On The Blatantly Obvious

Some things are so obvious it seems ridiculous to mention them. One such thing is our physical symmetry - and our lack of it. Whenever we look into a mirror, that symmetry stares back at us. It is there in plain sight, yet we rarely, if ever, comment upon it. We are symmetrical about a vertical axis, but neither of the other two axes. We have a front and a back, a top and a bottom. Each of these is different. Only our left and right are reflections of each other. We fold neatly in half down the middle. (At least on the outside.)

We are never described as creatures symmetrical about one (vertical) axis and non-symmetrical about the other two. It is taken for granted - it is obvious. As a result, questions fail to be asked about the consequences of this.

There are consequences resulting from the way things are. That includes the way we are. When things are left unremarked because they are ‘obvious’, their consequences are left unexplored.

We need to wonder about those things that are (seemingly) obvious. They can be deceptively so. They need to be explained and yet can so easily go unnoticed. They require hunting out.

I shall be pointing out certain things that are so obvious that it seems ridiculous to mention them - and at the same time, looking for more.

Richard Asher

I recently came across, for the first time, the work of Richard Asher (1912-1969). As well as being known as an eminent endocrinologist and haematologist, he is also known for his work in mental health. In 1951, he described and named Munchausen syndrome - now also called factitious disorder imposed on self.

However, what interested me in him was his writing about medical writing. That he did in a most thought-provoking way. I therefore recommend the following: 

Straight and Crooked Thinking in Medicine

BMJ Aug 21 1954 pp 460-462

[PubMed]

Why Are Medical Journals So Dull? (1958)

BMJ Aug 23 1958 pp 502-503

[PubMed]

RBCs

Nowadays, the abbreviation RBC refers to red blood cells. It is such a familiar abbreviation that one instantly knows its meaning. One does not have to unpack the abbreviation spelling out each word. RBC is almost a word in itself.

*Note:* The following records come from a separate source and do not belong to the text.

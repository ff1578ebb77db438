//! E-Model (ITU-T G.107) derived call-quality scoring.
//!
//! Pure and deterministic. [`QualityScorer::score`] applies the full
//! delay / equipment impairment model for a codec; [`QualityScorer::score_simple`]
//! uses fixed linear deductions for lightweight call sites. Both map the
//! resulting R-factor through the same MOS curve and rating thresholds.

use std::collections::BTreeMap;

use crate::config::QualityConfig;
use crate::model::{Codec, QualityResult, Rating};

/// Default transmission rating `R0`.
const R0: f64 = 93.2;
/// Simultaneous impairment `Is`.
const SIMULTANEOUS_IMPAIRMENT: f64 = 1.41;
/// Fixed codec/packetisation delay added to one-way latency.
const CODEC_DELAY_MS: f64 = 20.0;
const DELAY_KNEE_MS: f64 = 177.3;

const LATENCY_ADVICE_MS: f64 = 150.0;
const JITTER_ADVICE_MS: f64 = 30.0;
const LOSS_ADVICE_PERCENT: f64 = 1.0;
/// Codecs with a lower `Bpl` degrade quickly under loss.
const FRAGILE_BPL: f64 = 15.0;

#[derive(Debug, Clone, Default)]
pub struct QualityScorer {
    advantage_factor: f64,
}

impl QualityScorer {
    pub fn new(config: &QualityConfig) -> Self {
        Self {
            advantage_factor: sanitize(config.advantage_factor),
        }
    }

    pub fn score(
        &self,
        latency_ms: f64,
        jitter_ms: f64,
        packet_loss_percent: f64,
        codec: Codec,
    ) -> QualityResult {
        let latency = sanitize(latency_ms);
        let jitter = sanitize(jitter_ms);
        let loss = sanitize(packet_loss_percent).min(100.0);

        let ta = latency + 2.0 * jitter + CODEC_DELAY_MS;
        let id = delay_impairment(ta);
        let ie_eff = codec.ie() + (95.0 - codec.ie()) * loss / (loss + codec.bpl());
        let r = (R0 - SIMULTANEOUS_IMPAIRMENT - id - ie_eff + self.advantage_factor)
            .clamp(0.0, 100.0);

        let impairments = BTreeMap::from([
            ("delay".to_owned(), id),
            ("equipment".to_owned(), ie_eff),
            ("simultaneous".to_owned(), SIMULTANEOUS_IMPAIRMENT),
            ("advantage".to_owned(), self.advantage_factor),
        ]);

        build_result(r, impairments, advice(latency, jitter, loss, Some(codec)))
    }

    /// Codec-agnostic variant with linear latency and loss deductions.
    pub fn score_simple(
        &self,
        latency_ms: f64,
        jitter_ms: f64,
        packet_loss_percent: f64,
    ) -> QualityResult {
        let latency = sanitize(latency_ms);
        let jitter = sanitize(jitter_ms);
        let loss = sanitize(packet_loss_percent).min(100.0);

        let effective = latency + 2.0 * jitter + 10.0;
        let delay = if effective < 160.0 {
            effective / 40.0
        } else {
            (effective - 120.0) / 10.0
        };
        let loss_deduction = 2.5 * loss;
        let r = (R0 - delay - loss_deduction).clamp(0.0, 100.0);

        let impairments = BTreeMap::from([
            ("delay".to_owned(), delay),
            ("loss".to_owned(), loss_deduction),
        ]);

        build_result(r, impairments, advice(latency, jitter, loss, None))
    }
}

/// [`QualityScorer::score`] with no advantage factor.
pub fn score(
    latency_ms: f64,
    jitter_ms: f64,
    packet_loss_percent: f64,
    codec: Codec,
) -> QualityResult {
    QualityScorer::default().score(latency_ms, jitter_ms, packet_loss_percent, codec)
}

/// Map an R-factor onto the 1.0-5.0 MOS scale.
pub fn r_to_mos(r: f64) -> f64 {
    if r <= 0.0 {
        return 1.0;
    }
    if r >= 100.0 {
        return 4.5;
    }
    let mos = 1.0 + 0.035 * r + r * (r - 60.0) * (100.0 - r) * 7.0e-6;
    mos.clamp(1.0, 5.0)
}

fn delay_impairment(ta: f64) -> f64 {
    let base = 0.024 * ta;
    if ta <= DELAY_KNEE_MS {
        base
    } else {
        let excess = ta - DELAY_KNEE_MS;
        base + 0.11 * excess * (-excess / DELAY_KNEE_MS).exp()
    }
}

fn sanitize(value: f64) -> f64 {
    if value.is_finite() && value > 0.0 {
        value
    } else {
        0.0
    }
}

fn build_result(
    r: f64,
    impairments: BTreeMap<String, f64>,
    recommendations: Vec<String>,
) -> QualityResult {
    let mos = r_to_mos(r);
    QualityResult {
        mos,
        r_factor: r,
        rating: Rating::from_mos(mos),
        impairments,
        recommendations,
    }
}

fn advice(latency: f64, jitter: f64, loss: f64, codec: Option<Codec>) -> Vec<String> {
    let mut out = Vec::new();
    if latency > LATENCY_ADVICE_MS {
        out.push(format!(
            "High latency ({latency:.0} ms): prefer closer servers or a wired connection"
        ));
    }
    if jitter > JITTER_ADVICE_MS {
        out.push(format!(
            "High jitter ({jitter:.0} ms): enable QoS for real-time traffic or reduce competing load"
        ));
    }
    if loss > LOSS_ADVICE_PERCENT {
        out.push(format!(
            "Packet loss of {loss:.1}%: check WiFi signal, cabling and upstream congestion"
        ));
    }
    if let Some(codec) = codec {
        if loss > 0.0 && codec.bpl() < FRAGILE_BPL {
            out.push(format!(
                "Codec {codec} tolerates packet loss poorly: prefer Opus or G.711 with loss concealment"
            ));
        }
    }
    if out.is_empty() {
        out.push("Call quality is good: no action needed".to_owned());
    }
    out
}
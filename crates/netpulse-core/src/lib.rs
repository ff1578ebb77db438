// netpulse-core: Host diagnostics, call-quality scoring and fleet incident analysis.

pub mod config;
pub mod diagnostic;
pub mod error;
pub mod fleet;
pub mod incident;
pub mod model;
pub mod quality;
pub mod store;

use std::sync::Arc;

use netpulse_probe::Probe;

// ── Primary re-exports ──────────────────────────────────────────────
pub use config::{
    CorrelatorConfig, DetectorConfig, DiagnosticConfig, DiagnosticThresholds, FleetConfig,
    QualityConfig, TcpTarget,
};
pub use diagnostic::DiagnosticEngine;
pub use error::CoreError;
pub use fleet::{FleetAggregator, MachineAnalyzer, fleet_health_score};
pub use incident::{IncidentCorrelator, IncidentDetector};
pub use quality::QualityScorer;
pub use store::{LoadStats, MemoryStore, TelemetryStore};

// Re-export model types at the crate root for ergonomics.
pub use model::{
    // Diagnostics
    DiagnosticReport, Layer, LayerResult, Status, TestResult,
    // Telemetry
    HostTelemetry, PingSample, SpeedTestSample, TelemetrySample, TimeWindow, WifiSample,
    // Incidents
    AccessPoint, CandidateIncident, ConnectionType, CorrelatedFactor, Direction, FactorCategory,
    MetricChange, Severity, SlowdownIncident,
    // Fleet
    FleetReport, FleetSummary, MachineReport, MachineStatus,
    // Quality
    Codec, QualityResult, Rating,
};

// ── Entry points ────────────────────────────────────────────────────

/// One diagnostic run with a freshly built engine.
pub async fn run_diagnostic<P: Probe>(probe: P, config: DiagnosticConfig) -> DiagnosticReport {
    DiagnosticEngine::new(probe, config).run().await
}

/// Single-host incident analysis with default heuristics.
pub fn analyze_machine(
    host_id: &str,
    telemetry: &HostTelemetry,
    window: &TimeWindow,
) -> MachineReport {
    MachineAnalyzer::default().analyze(host_id, telemetry, window)
}

/// Fleet analysis over `hosts`, or every host in `store` when `hosts` is
/// empty.
pub async fn analyze_fleet<S: TelemetryStore>(
    store: Arc<S>,
    hosts: &[String],
    window: TimeWindow,
    analyzer: MachineAnalyzer,
    config: FleetConfig,
) -> Result<FleetReport, CoreError> {
    let aggregator = FleetAggregator::new(store, analyzer, config);
    if hosts.is_empty() {
        aggregator.analyze_all(window).await
    } else {
        Ok(aggregator.analyze(hosts, window).await)
    }
}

However, when I first studied anatomy and physiology (in the mid-1970s), I had a lecturer who did not - or rather would not - refer to red blood cells. He chose instead to refer to them as red blood corpuscles. His reasoning was simple. Red blood corpuscles did not contain nuclei. Lacking nuclei, they did not qualify as cells in the true sense.

The word corpuscle was more prevalent then. My lecturer was not coining terms. He was being very particular about his choice of words. That was because of what the words implied.

Red blood corpuscles are the end products of cell lines that once contained nuclei and were previously able to divide. Now, they have become specialised as oxygen transport vehicles. In so doing, they have lost their nuclei and their ability to divide. Accordingly, they have a limited lifespan of only a few months.

Almost every time I hear the phrase red blood cell, I think of that lecturer over fifty years ago and wonder why that bit of reasoning is no longer in fashion. Corpuscle means little body. Being called little bodies differentiates these blood-born objects from anything else of similar size. Red blood corpuscles are the only things in the body to which the word corpuscle became associated. Using that term recognises them as not being like other ('proper') cells. This gives RBCs their own special status.